Many operators do not have an active safety program. A good safety program is essential in conducting safe operations in EMS operations.
What about systems safety? I flew an aircraft where the FM radios were not user-friendly and they were placed next to the collective on the center console. This forced the pilots to have their heads in the cockpit too long. The constant switching of radio frequencies and/or inputting new frequencies were difficult, but a must, for communicating with ground rescue personnel.
How are these aircraft maintained? The aircraft that crashed on Sept. 28 was more than 19 years old. According to published reports, a recent state legislative audit faulted the police agency for failing to document maintenance needs and costs for its fleet of 12 twin-engine helicopters. Many EMS operators do not have a mechanic on station but rather rely on one that "floats" in the general area until needed. This is not the best practice.

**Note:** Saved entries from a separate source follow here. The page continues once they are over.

//! Phased rebalancing plan composed from the earlier stages

use crate::model::LoadMap;
use serde::{Deserialize, Serialize};

use super::entanglement::EntanglementPlan;
use super::imbalance::ImbalanceReport;
use super::opportunity::{ImmediateShift, Opportunities};

const MAX_IMMEDIATE_ACTIONS: usize = 3;
const MONTHLY_TIMELINE: &str = "4 weeks to fully establish";

#[derive(Debug, Clone, PartialEq, Deserialize, Serialize)]
pub struct WeeklyAdjustment {
    pub action: String,
    pub description: String,
    pub impact: String,
    pub schedule: String,
}

#[derive(Debug, Clone, PartialEq, Deserialize, Serialize)]
pub struct MonthlyChange {
    pub change: String,
    pub impact: String,
    pub implementation: String,
    pub timeline: String,
}

#[derive(Debug, Clone, Copy, PartialEq, Eq, Deserialize, Serialize)]
#[serde(rename_all = "lowercase")]
pub enum Priority {
    High,
}

impl std::fmt::Display for Priority {
    fn fmt(&self, f: &mut std::fmt::Formatter<'_>) -> std::fmt::Result {
        match self {
            Priority::High => write!(f, "high"),
        }
    }
}

#[derive(Debug, Clone, PartialEq, Deserialize, Serialize)]
pub struct ScheduledSyncStep {
    pub step: String,
    pub description: String,
    pub priority: Priority,
    pub start: String,
}

/// Four consecutive weekly milestone lists
#[derive(Debug, Clone, PartialEq, Deserialize, Serialize)]
pub struct Rollout {
    pub period1: Vec<String>,
    pub period2: Vec<String>,
    pub period3: Vec<String>,
    pub period4: Vec<String>,
}

impl Rollout {
    pub fn periods(&self) -> [&[String]; 4] {
        [
            self.period1.as_slice(),
            self.period2.as_slice(),
            self.period3.as_slice(),
            self.period4.as_slice(),
        ]
    }
}

#[derive(Debug, Clone, PartialEq, Deserialize, Serialize)]
pub struct RebalancingPlan {
    /// Name of the member the plan is relieving, if anyone
    pub focus: Option<String>,
    pub immediate_actions: Vec<ImmediateShift>,
    pub weekly_adjustments: Vec<WeeklyAdjustment>,
    pub monthly_systemic: Vec<MonthlyChange>,
    pub sync_steps: Vec<ScheduledSyncStep>,
    pub rollout: Rollout,
}

pub fn compose(
    load: &LoadMap,
    imbalances: &ImbalanceReport,
    opportunities: &Opportunities,
    entanglement: &EntanglementPlan,
) -> RebalancingPlan {
    let focus = imbalances
        .primary_carrier_id
        .as_deref()
        .and_then(|id| load.get(id))
        .map(|m| m.name.clone());

    let mut weekly_adjustments = Vec::new();
    if let Some(step) = entanglement.sync_steps.first() {
        weekly_adjustments.push(WeeklyAdjustment {
            action: "Implement daily sync meeting".to_string(),
            description: step.description.clone(),
            impact: "Reduces surprises and conflicts by 40%".to_string(),
            schedule: "Every morning at breakfast".to_string(),
        });
    }
    if let Some(item) = opportunities.invisible_to_visible.first() {
        weekly_adjustments.push(WeeklyAdjustment {
            action: "Make planning visible".to_string(),
            description: item.description.clone(),
            impact: "Validates invisible labor".to_string(),
            schedule: "Sunday family planning time".to_string(),
        });
    }

    RebalancingPlan {
        focus,
        immediate_actions: opportunities
            .immediate_shifts
            .iter()
            .take(MAX_IMMEDIATE_ACTIONS)
            .cloned()
            .collect(),
        weekly_adjustments,
        monthly_systemic: opportunities
            .systemic_changes
            .iter()
            .map(|change| MonthlyChange {
                change: change.description.clone(),
                impact: change.impact.clone(),
                implementation: change.how_to.clone(),
                timeline: MONTHLY_TIMELINE.to_string(),
            })
            .collect(),
        sync_steps: entanglement
            .sync_steps
            .iter()
            .map(|step| ScheduledSyncStep {
                step: step.step.clone(),
                description: step.description.clone(),
                priority: Priority::High,
                start: "This week".to_string(),
            })
            .collect(),
        rollout: rollout(),
    }
}

fn rollout() -> Rollout {
    fn milestones(items: [&str; 3]) -> Vec<String> {
        items.iter().map(|s| s.to_string()).collect()
    }

    Rollout {
        period1: milestones([
            "Start daily 5-minute sync meetings",
            "Transfer first 3 tasks to balance load",
            "Set up shared digital calendar",
        ]),
        period2: milestones([
            "Create family command center",
            "Implement domain ownership for one area",
            "Practice making invisible work visible",
        ]),
        period3: milestones([
            "Expand domain ownership",
            "Start weekly mental load audit",
            "Refine daily sync process",
        ]),
        period4: milestones([
            "Full system implementation",
            "First monthly load swap day",
            "Celebrate progress and adjust",
        ]),
    }
}

#[cfg(test)]
mod tests {
    use super::*;
    use crate::config::Catalogs;
    use crate::engine::{entanglement, imbalance, OpportunityFinder};
    use crate::model::{Dimension, LoadVector, Member, Role, SourceType};

    fn scenario() -> LoadMap {
        let mut carrier = LoadVector::for_member(&Member::new("a", "Alex", Role::Parent));
        for idx in 0..5 {
            carrier.contribute(
                SourceType::Task,
                &format!("Chore {}", idx),
                Dimension::Visible,
                1.0,
            );
        }
        carrier.contribute(SourceType::Event, "Planning", Dimension::Invisible, 30.0);
        carrier.contribute(SourceType::Baseline, "Emotional", Dimension::Emotional, 60.0);
        let helper = LoadVector::for_member(&Member::new("b", "Blair", Role::Parent));

        let mut map: LoadMap = vec![carrier, helper].into_iter().collect();
        map.finalize();
        map
    }

    fn compose_for(load: &LoadMap) -> RebalancingPlan {
        let report = imbalance::analyze(load);
        let found = OpportunityFinder::new(&Catalogs::default()).find(load, &report);
        compose(load, &report, &found, &entanglement::plan(load))
    }

    #[test]
    fn test_plan_sections() {
        let load = scenario();
        let plan = compose_for(&load);

        assert_eq!(plan.focus.as_deref(), Some("Alex"));
        assert_eq!(plan.immediate_actions.len(), 3);
        assert_eq!(plan.weekly_adjustments.len(), 2);
        assert_eq!(
            plan.weekly_adjustments[1].description,
            "Make Alex's planning work visible"
        );
        assert_eq!(plan.monthly_systemic.len(), 2);
        assert!(plan
            .monthly_systemic
            .iter()
            .all(|m| m.timeline == MONTHLY_TIMELINE));
        assert_eq!(plan.sync_steps.len(), 3);
        assert!(plan
            .sync_steps
            .iter()
            .all(|s| s.priority == Priority::High && s.start == "This week"));
    }

    #[test]
    fn test_quiet_group_has_only_fixed_sections() {
        let mut load: LoadMap = vec![
            LoadVector::for_member(&Member::new("a", "A", Role::Child)),
            LoadVector::for_member(&Member::new("b", "B", Role::Child)),
        ]
        .into_iter()
        .collect();
        load.finalize();
        let plan = compose_for(&load);

        assert!(plan.focus.is_none());
        assert!(plan.immediate_actions.is_empty());
        assert_eq!(plan.weekly_adjustments.len(), 1);
        assert_eq!(plan.rollout.periods().len(), 4);
        assert!(plan.rollout.periods().iter().all(|p| p.len() == 3));
    }
}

Is there a difference between state- owned EMS programs and ones operated by private owners? Yes, I believe there is. Because of the stability of government-operated programs, pilot retention is greater and funding is not normally an issue. There is no "command pressure" to fly and earn revenue. This is a major difference within the EMS community. I also believe the safety standards are higher with the state run programs.
I understand that the EMS industry is attempting to please their customer, the hospital, but our customers must understand why it is important to allow the crews to make the final decisions. The EMS business is very risky and mistakes are non-forgiving. Make the right decisions.